===== PROVIDED DATA

//! Rate limiter facade: admission control plus retry and backoff.

use std::future::Future;

use serde::Serialize;
use tokio::time::Duration;
use tracing::{debug, warn};

use crate::error::ExecuteError;
use crate::governor::breaker::CircuitBreaker;
use crate::governor::bucket::TokenBucket;
use crate::governor::classify::{FailureClass, ProviderError, classify, retry_hint};
use crate::governor::provider::{LimitConfig, Provider};
use crate::governor::scheduler::PriorityScheduler;

/// Interactive requests (chat) jump ahead of batch work.
pub const PRIORITY_CHAT: i32 = 0;
/// Batch document parsing.
pub const PRIORITY_PARSING: i32 = 10;
pub const DEFAULT_PRIORITY: i32 = PRIORITY_PARSING;

/// Snapshot of a limiter, for status output.
#[derive(Debug, Clone, PartialEq, Serialize)]
pub struct LimiterStatus {
    pub name: String,
    pub provider: Provider,
    pub tokens_available: f64,
    pub capacity: u32,
    pub breaker_open: bool,
    pub cooldown_remaining_secs: f64,
    pub queued: usize,
}

/// One provider usage-site: a bucket, a breaker, a queue and a retry policy,
/// shared by every caller holding the same registry name.
#[derive(Debug)]
pub struct RateLimiter {
    name: String,
    provider: Provider,
    config: LimitConfig,
    scheduler: PriorityScheduler,
}

impl RateLimiter {
    pub fn new(name: impl Into<String>, provider: Provider, config: LimitConfig) -> Self {
        let bucket = TokenBucket::new(config.max_tokens, config.refill_rate);
        let breaker = CircuitBreaker::new(config.cooldown_after_429);
        Self {
            name: name.into(),
            provider,
            config,
            scheduler: PriorityScheduler::new(bucket, breaker),
        }
    }

    /// Limiter with the provider's default table entry.
    pub fn for_provider(name: impl Into<String>, provider: Provider) -> Self {
        Self::new(name, provider, LimitConfig::default_for(provider))
    }

    pub fn name(&self) -> &str {
        &self.name
    }

    pub fn provider(&self) -> Provider {
        self.provider
    }

    pub fn config(&self) -> &LimitConfig {
        &self.config
    }

    /// Wait for admission without retry handling.
    ///
    /// For streaming responses whose body is consumed outside the limiter.
    /// Nothing resets or trips the breaker on this path.
    pub async fn acquire(&self, priority: i32) {
        self.scheduler.wait_for_slot(priority).await;
    }

    /// [`execute_with_retry`](Self::execute_with_retry) at [`DEFAULT_PRIORITY`].
    pub async fn execute<F, Fut, T, E>(&self, call: F) -> Result<T, ExecuteError<E>>
    where
        F: FnMut() -> Fut,
        Fut: Future<Output = Result<T, E>>,
        E: ProviderError,
    {
        self.execute_with_retry(DEFAULT_PRIORITY, call).await
    }

    /// Run `call` under admission control, retrying transient failures.
    ///
    /// Each attempt waits for a slot first. On success the breaker is reset.
    /// On failure the error is classified:
    /// - quota/balance failures surface at once as [`ExecuteError::QuotaExhausted`];
    /// - once `max_retries` retries have failed, [`ExecuteError::RetriesExhausted`]
    ///   carrying the last error, whatever its class;
    /// - non-retryable failures surface at once as [`ExecuteError::Call`];
    /// - transient failures sleep for the error's retry hint (or the current
    ///   exponential backoff) and try again, tripping the breaker for 429s.
    ///
    /// Breaker and bucket are shared, so one caller's throttling slows every
    /// caller of this limiter.
    pub async fn execute_with_retry<F, Fut, T, E>(
        &self,
        priority: i32,
        mut call: F,
    ) -> Result<T, ExecuteError<E>>
    where
        F: FnMut() -> Fut,
        Fut: Future<Output = Result<T, E>>,
        E: ProviderError,
    {
        let mut attempt: u32 = 0;
        let mut backoff = self.config.initial_backoff;

        loop {
            self.scheduler.wait_for_slot(priority).await;

            let err = match call().await {
                Ok(value) => {
                    self.scheduler.reset_breaker();
                    if attempt > 0 {
                        debug!(
                            limiter = %self.name,
                            attempts = attempt + 1,
                            "call succeeded after retry"
                        );
                    }
                    return Ok(value);
                }
                Err(err) => err,
            };
            attempt += 1;

            let class = classify(&err);
            if class == FailureClass::QuotaFatal {
                warn!(
                    limiter = %self.name,
                    provider = %self.provider,
                    error = %err,
                    "insufficient quota, not retrying"
                );
                return Err(ExecuteError::QuotaExhausted {
                    provider: self.provider,
                    error: err,
                });
            }

            if attempt > self.config.max_retries {
                warn!(
                    limiter = %self.name,
                    provider = %self.provider,
                    attempts = attempt,
                    error = %err,
                    "retries exhausted"
                );
                return Err(ExecuteError::RetriesExhausted {
                    provider: self.provider,
                    attempts: attempt,
                    last_error: err,
                });
            }

            let throttled = match class {
                FailureClass::Transient { throttled } => throttled,
                _ => return Err(ExecuteError::Call(err)),
            };

            let wait = retry_hint(&err).unwrap_or(backoff);
            warn!(
                limiter = %self.name,
                provider = %self.provider,
                attempt,
                wait_secs = wait.as_secs_f64(),
                error = %err,
                "call failed, retrying"
            );

            if throttled {
                self.scheduler.trip_breaker(Some(wait));
            }

            tokio::time::sleep(wait).await;
            backoff = backoff.saturating_mul(2).min(self.config.max_backoff);
        }
    }

    pub fn status(&self) -> LimiterStatus {
        let snapshot = self.scheduler.snapshot();
        LimiterStatus {
            name: self.name.clone(),
            provider: self.provider,
            tokens_available: snapshot.tokens_available,
            capacity: self.config.max_tokens,
            breaker_open: snapshot.breaker_open,
            cooldown_remaining_secs: snapshot.cooldown_remaining.as_secs_f64(),
            queued: snapshot.queued,
        }
    }

    /// Remaining breaker cooldown.
    pub fn cooldown_remaining(&self) -> Duration {
        self.scheduler.snapshot().cooldown_remaining
    }
}

#[cfg(test)]
mod tests {
    use super::*;
    use crate::governor::classify::{CallError, MAX_RETRY_HINT};
    use std::sync::Arc;
    use std::sync::atomic::{AtomicU32, Ordering};
    use tokio::time::Instant;

    fn limiter(max_retries: u32) -> RateLimiter {
        let config = LimitConfig {
            max_tokens: 10,
            refill_rate: 10.0,
            cooldown_after_429: Duration::from_secs(30),
            max_retries,
            initial_backoff: Duration::from_secs(1),
            max_backoff: Duration::from_secs(3),
        };
        RateLimiter::new("test", Provider::Groq, config)
    }

    #[tokio::test(start_paused = true)]
    async fn test_happy_path_single_call() {
        let limiter = limiter(3);
        let calls = &AtomicU32::new(0);
        let start = Instant::now();

        let result: Result<&str, ExecuteError<String>> = limiter
            .execute_with_retry(PRIORITY_CHAT, || async move {
                calls.fetch_add(1, Ordering::SeqCst);
                Ok("parsed")
            })
            .await;

        assert_eq!(result.unwrap(), "parsed");
        assert_eq!(calls.load(Ordering::SeqCst), 1);
        assert_eq!(start.elapsed(), Duration::ZERO);
        assert!(!limiter.status().breaker_open);
    }

    #[tokio::test(start_paused = true)]
    async fn test_retry_hint_sleep_and_breaker_trip() {
        let limiter = limiter(3);
        let calls = &AtomicU32::new(0);
        let start = Instant::now();

        let result = limiter
            .execute_with_retry(PRIORITY_CHAT, || async move {
                match calls.fetch_add(1, Ordering::SeqCst) {
                    0 => Err("429 Too Many Requests: retry after 5s".to_string()),
                    _ => Ok(42),
                }
            })
            .await;

        assert_eq!(result.unwrap(), 42);
        assert_eq!(calls.load(Ordering::SeqCst), 2);
        // 5s hint plus the 1s margin; the breaker (tripped for the same span)
        // has expired by the time the retry is admitted.
        assert_eq!(start.elapsed(), Duration::from_secs(6));
        assert!(!limiter.status().breaker_open);
    }

    #[tokio::test(start_paused = true)]
    async fn test_breaker_open_during_retry_sleep() {
        let limiter = Arc::new(limiter(3));
        let calls = Arc::new(AtomicU32::new(0));

        let task = {
            let limiter = Arc::clone(&limiter);
            let calls = Arc::clone(&calls);
            tokio::spawn(async move {
                limiter
                    .execute_with_retry(PRIORITY_PARSING, || {
                        let calls = Arc::clone(&calls);
                        async move {
                            match calls.fetch_add(1, Ordering::SeqCst) {
                                0 => Err(CallError::http(429, "slow down")
                                    .with_retry_after(Duration::from_secs(5))),
                                _ => Ok(()),
                            }
                        }
                    })
                    .await
            })
        };

        tokio::time::sleep(Duration::from_secs(2)).await;
        let status = limiter.status();
        assert!(status.breaker_open);
        assert!(status.cooldown_remaining_secs > 3.0 && status.cooldown_remaining_secs <= 4.0);

        task.await.unwrap().unwrap();
        assert_eq!(calls.load(Ordering::SeqCst), 2);
        assert!(!limiter.status().breaker_open);
    }

    #[tokio::test(start_paused = true)]
    async fn test_quota_fatal_short_circuits() {
        let limiter = limiter(5);
        let calls = &AtomicU32::new(0);
        let start = Instant::now();

        let result: Result<(), _> = limiter
            .execute_with_retry(PRIORITY_PARSING, || async move {
                calls.fetch_add(1, Ordering::SeqCst);
                Err("402 insufficient balance".to_string())
            })
            .await;

        assert!(matches!(
            result,
            Err(ExecuteError::QuotaExhausted { provider: Provider::Groq, .. })
        ));
        assert_eq!(calls.load(Ordering::SeqCst), 1);
        assert_eq!(start.elapsed(), Duration::ZERO);
    }

    #[tokio::test(start_paused = true)]
    async fn test_permanent_error_not_retried() {
        let limiter = limiter(5);
        let calls = &AtomicU32::new(0);

        let result: Result<(), _> = limiter
            .execute_with_retry(PRIORITY_PARSING, || async move {
                calls.fetch_add(1, Ordering::SeqCst);
                Err(CallError::http(400, "invalid prompt"))
            })
            .await;

        match result {
            Err(ExecuteError::Call(err)) => assert_eq!(err.status, Some(400)),
            other => panic!("expected pass-through error, got {:?}", other),
        }
        assert_eq!(calls.load(Ordering::SeqCst), 1);
    }

    #[tokio::test(start_paused = true)]
    async fn test_exhaustion_after_max_retries() {
        let limiter = limiter(2);
        let calls = &AtomicU32::new(0);
        let start = Instant::now();

        let result: Result<(), _> = limiter
            .execute_with_retry(PRIORITY_PARSING, || async move {
                calls.fetch_add(1, Ordering::SeqCst);
                Err("503".to_string())
            })
            .await;

        match result {
            Err(ExecuteError::RetriesExhausted { provider, attempts, last_error }) => {
                assert_eq!(provider, Provider::Groq);
                assert_eq!(attempts, 3);
                assert_eq!(last_error, "503");
            }
            other => panic!("expected retries exhausted, got {:?}", other),
        }
        assert_eq!(calls.load(Ordering::SeqCst), 3);
        // backoff 1s then 2s
        assert_eq!(start.elapsed(), Duration::from_secs(3));
        // 503 is not a throttling signal
        assert!(!limiter.status().breaker_open);
    }

    #[tokio::test(start_paused = true)]
    async fn test_permanent_error_after_budget_is_exhaustion() {
        let limiter = limiter(2);
        let calls = &AtomicU32::new(0);

        let result: Result<(), _> = limiter
            .execute_with_retry(PRIORITY_PARSING, || async move {
                match calls.fetch_add(1, Ordering::SeqCst) {
                    0 | 1 => Err("503 service unavailable".to_string()),
                    _ => Err("400 bad request".to_string()),
                }
            })
            .await;

        match result {
            Err(ExecuteError::RetriesExhausted { provider, attempts, last_error }) => {
                assert_eq!(provider, Provider::Groq);
                assert_eq!(attempts, 3);
                assert_eq!(last_error, "400 bad request");
            }
            other => panic!("expected retries exhausted, got {:?}", other),
        }
        assert_eq!(calls.load(Ordering::SeqCst), 3);
    }

    #[tokio::test(start_paused = true)]
    async fn test_huge_retry_hint_is_capped() {
        let limiter = limiter(3);
        let calls = &AtomicU32::new(0);
        let start = Instant::now();

        let result = limiter
            .execute_with_retry(PRIORITY_CHAT, || async move {
                match calls.fetch_add(1, Ordering::SeqCst) {
                    0 => Err("429 retry after 9999999999999999999s".to_string()),
                    _ => Ok("done"),
                }
            })
            .await;

        assert_eq!(result.unwrap(), "done");
        assert_eq!(calls.load(Ordering::SeqCst), 2);
        assert_eq!(start.elapsed(), MAX_RETRY_HINT);
        assert!(!limiter.status().breaker_open);
    }

    #[tokio::test(start_paused = true)]
    async fn test_backoff_capped_at_max() {
        let limiter = limiter(4);
        let start = Instant::now();

        let result: Result<(), _> = limiter
            .execute_with_retry(PRIORITY_PARSING, || async move {
                Err("rate limit".to_string())
            })
            .await;

        assert!(matches!(result, Err(ExecuteError::RetriesExhausted { attempts: 5, .. })));
        // 1 + 2 + 3 + 3, with max_backoff = 3s
        assert_eq!(start.elapsed(), Duration::from_secs(9));
    }

    #[tokio::test(start_paused = true)]
    async fn test_acquire_consumes_slot() {
        let limiter = limiter(0);
        limiter.acquire(PRIORITY_CHAT).await;
        assert_eq!(limiter.status().tokens_available, 9.0);
    }

    #[test]
    fn test_for_provider_uses_defaults() {
        let limiter = RateLimiter::for_provider("gemini_processing", Provider::GeminiFree);
        assert_eq!(limiter.name(), "gemini_processing");
        assert_eq!(limiter.provider(), Provider::GeminiFree);
        assert_eq!(limiter.config(), &LimitConfig::default_for(Provider::GeminiFree));
    }
}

==========

> WHAT TO WORK ON: Among the entries above, how many lines include the word "elapsed"? Give the number with no comment.

> TASK OUTPUT: 6